Among reports of falling national business confidence, that is not the case in Palmerston North and Manawatū, judging by the latest retail spending figures and Infometrics Quarterly Economic Report. Most of the country’s economic momentum over the next 18 months is expected to come from the provinces, thanks to strong exporting incomes, according to Infometrics Quarterly Economic Monitor.

Electronic card spending on retail reached $332.3 million in the July 2018 quarter, an increase of more than five per cent in the same period a year ago, Marketview figures show. That growth is higher than the national average of 4.6 per cent.

Graph showing change in spending in Manawatū

Find the full Marketview Quarterly Report on electronic card retail spending here.

“The city’s economy is performing very well, reflected in the strong growth in spending by local residents,” says Peter Crawford, Palmerston North City Council’s Economic Policy Advisor. “The growth in spending is being driven by an increase in the number of people coming to live here and more jobs translates into more spending by local residents.” Spending by local residents at local retailers increased by 7.1 per cent in the latest quarter.

The retail sector is a big employer in the city and an increase in spending drives job growth in this sector, as well as for support sectors like transport and distribution, all of which boosts economic growth.

Manawatū District Council’s Economic Development Advisor Stacey Bell agrees, adding that strong primary industry prices and investment in construction are also driving growth. “Alongside strong employment and investment data, the sustained growth in retail spending in the region reflects the confidence of locals in the regional economy.”

It’s not just locals spending, either. The latest figures from MBIE show visitors spent $459 million in the Manawatū region, $47 million in Manawatū district and $412 million in Palmerston North, in the 12 months to June 2018. Crawford says this increase in spending will lead to growth in retail employment and more retail businesses coming to establish outlets here. This is already happening, a recent example being outdoor sporting goods retailer, Torpedo 7 , which opened a bricks and mortar store in Palmerston North.

The city, district and region’s economic growth were all well above the national average, which is incredibly positive, says Bell.

Manawatū region’s economy experienced strong growth at 3.5 per cent, significantly higher than the national average of 2.7 per cent.

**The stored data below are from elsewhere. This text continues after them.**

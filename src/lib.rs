//! Frame-polled input state for keyboards, mice and XInput controllers.
//!
//! Every device keeps two snapshots (previous and current) in a [`StateBuffer`]; call
//! `update` once per frame and ask for `is_pressed`, `just_pressed` or `just_released`.
//! Disconnected devices read as neutral instead of failing.
//!
//! ```no_run
//! use padstate::xinput::{Controller, GamepadButton, XInput};
//! use padstate::{DeviceRegistry, Result};
//! use std::time::Duration;
//!
//! fn frame(pads: &mut DeviceRegistry<Controller, std::sync::Arc<XInput>>, t: Duration) -> Result<()> {
//!     pads.update(t)?;
//!     if let Some(pad) = pads.default_device()? {
//!         if pad.just_pressed(GamepadButton::Start) {
//!             pad.set_vibration(0.2, 0.2)?;
//!         }
//!     }
//!     Ok(())
//! }
//!
//! let mut pads = DeviceRegistry::new(XInput::shared()?);
//! frame(&mut pads, Duration::ZERO)?;
//! # Ok::<(), padstate::InputError>(())
//! ```

#![cfg_attr(docsrs, feature(doc_cfg))]

pub mod backends;
pub mod buffer;
pub mod config;
pub mod cursor;
pub mod device;
pub mod error;
pub mod keyboard;
pub mod metadata;
pub mod mouse;
pub mod raw;
pub mod registry;
pub mod state;
pub mod vibration;
pub mod xinput;

pub use buffer::StateBuffer;
pub use config::Config;
pub use device::Device;
pub use error::{InputError, Result};
pub use keyboard::{Key, Keyboard, KeyboardState};
pub use metadata::{DeviceKind, DeviceMeta};
pub use mouse::{Mouse, MouseButton, MouseState};
pub use registry::{DeviceRegistry, Discover};
pub use state::{DeviceState, Point, Sample};
pub use vibration::{Vibration, VibrationEffect, VibrationSequence};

Graph showing change in spending in Manawatū

“More people are moving to Palmerston North and Manawatū, and more people are choosing to stay, because of the career, business opportunities and work life balance that is offered here. Recent rising job ads data shows businesses here are confident and willing to invest in growing their teams,” says CEDA Chief Executive Linda Stewart.

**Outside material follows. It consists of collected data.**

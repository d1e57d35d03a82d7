use padstate::backends::mock::{MockLibraries, MockXInput};
use padstate::config::XInputConfig;
use padstate::xinput::{Revision, XInput};
use padstate::InputError;

#[test]
fn failed_resolution_is_kept_for_the_process() {
    let pads = MockXInput::new();
    let nothing = MockLibraries::new(&pads, []);
    let err = XInput::shared_with(&nothing, &XInputConfig::default()).unwrap_err();
    assert!(matches!(err, InputError::FacilityUnavailable));

    let installed = MockLibraries::new(&pads, [Revision::V1_4]);
    let again = XInput::shared_with(&installed, &XInputConfig::default()).unwrap_err();
    assert!(matches!(again, InputError::FacilityUnavailable));
    assert!(installed.probed().is_empty(), "no second probe");
}
//! Device snapshots and the sources that produce them.
//!
//! Every device kind implements [`DeviceState`] for its snapshot type. A snapshot is an
//! owned value captured at one poll; [`StateBuffer`](crate::buffer::StateBuffer) keeps two
//! of them and derives edges from the difference. Native readers answer with a [`Sample`].
//!
//! `Default::default()` is the kind's **neutral** state: nothing pressed, axes at rest.

/// Snapshot of one device kind at one instant.
pub trait DeviceState: Clone + Default + PartialEq {
    /// Button or key identifier for this kind (`Key`, `MouseButton`, `GamepadButton`).
    type Button: Copy;

    /// Whether `button` was held when the snapshot was captured.
    fn is_pressed(&self, button: Self::Button) -> bool;
}

/// Outcome of one native read.
#[derive(Clone, Debug, PartialEq)]
pub enum Sample<S> {
    /// The device answered with a fresh snapshot.
    Present(S),
    /// The device is absent this poll. Not an error.
    NotConnected,
}

impl<S> Sample<S> {
    #[inline]
    pub fn is_present(&self) -> bool {
        matches!(self, Sample::Present(_))
    }

    pub fn map<T>(self, f: impl FnOnce(S) -> T) -> Sample<T> {
        match self {
            Sample::Present(s) => Sample::Present(f(s)),
            Sample::NotConnected => Sample::NotConnected,
        }
    }
}

/// Integer screen/client point.
#[derive(Clone, Copy, Debug, Default, PartialEq, Eq, Hash, serde::Serialize, serde::Deserialize)]
pub struct Point {
    pub x: i32,
    pub y: i32,
}

impl Point {
    pub const ZERO: Point = Point { x: 0, y: 0 };

    #[inline]
    pub const fn new(x: i32, y: i32) -> Self {
        Self { x, y }
    }
}

impl std::ops::AddAssign for Point {
    fn add_assign(&mut self, rhs: Point) {
        self.x = self.x.saturating_add(rhs.x);
        self.y = self.y.saturating_add(rhs.y);
    }
}

#[cfg(test)]
mod tests {
    use super::*;

    #[test]
    fn sample_map_keeps_not_connected() {
        let s: Sample<u8> = Sample::NotConnected;
        assert_eq!(s.map(|v| v as u16 + 1), Sample::NotConnected);
        assert_eq!(Sample::Present(2u8).map(|v| v * 2), Sample::Present(4));
    }

    #[test]
    fn point_accumulates_saturating() {
        let mut p = Point::new(i32::MAX - 1, 3);
        p += Point::new(5, -4);
        assert_eq!(p, Point::new(i32::MAX, -1));
    }
}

CEDA is also aware of the challenges that can come with growth.

An increased inflow of people into the city and region, particularly to work on major construction projects, has created a more competitive labour market, which has driven up the number of people receiving the job seeker benefit. The number of people receiving this benefit in the region rose by 173 people in the year to June 2018, an increase of 5.7 per cent, much higher than New Zealand’s average of a 3.1 per cent increase.

Both shareholder councils have ambitious plans for growth. Palmerston North City Council’s Long-Term Plan has a goal is to attract 12,000 more jobs in 10 years, which it says will require 4,600 new homes to be built in that period. By 2028, Manawatū District Council predicts there will be 3,800 more residents, 1,700 new houses and 2,000 more jobs.

“As the region’s economic development agency, our objectives, projects and partnerships are developed with both of our shareholder councils to ensure they are aligned with their plans for growth. Our scope covers growing and retaining the skills and talent needed in the region, business development, transformational growth projects and enhancing the city and region’s brand so more people want to visit, study, live and work here,” Ms Stewart says.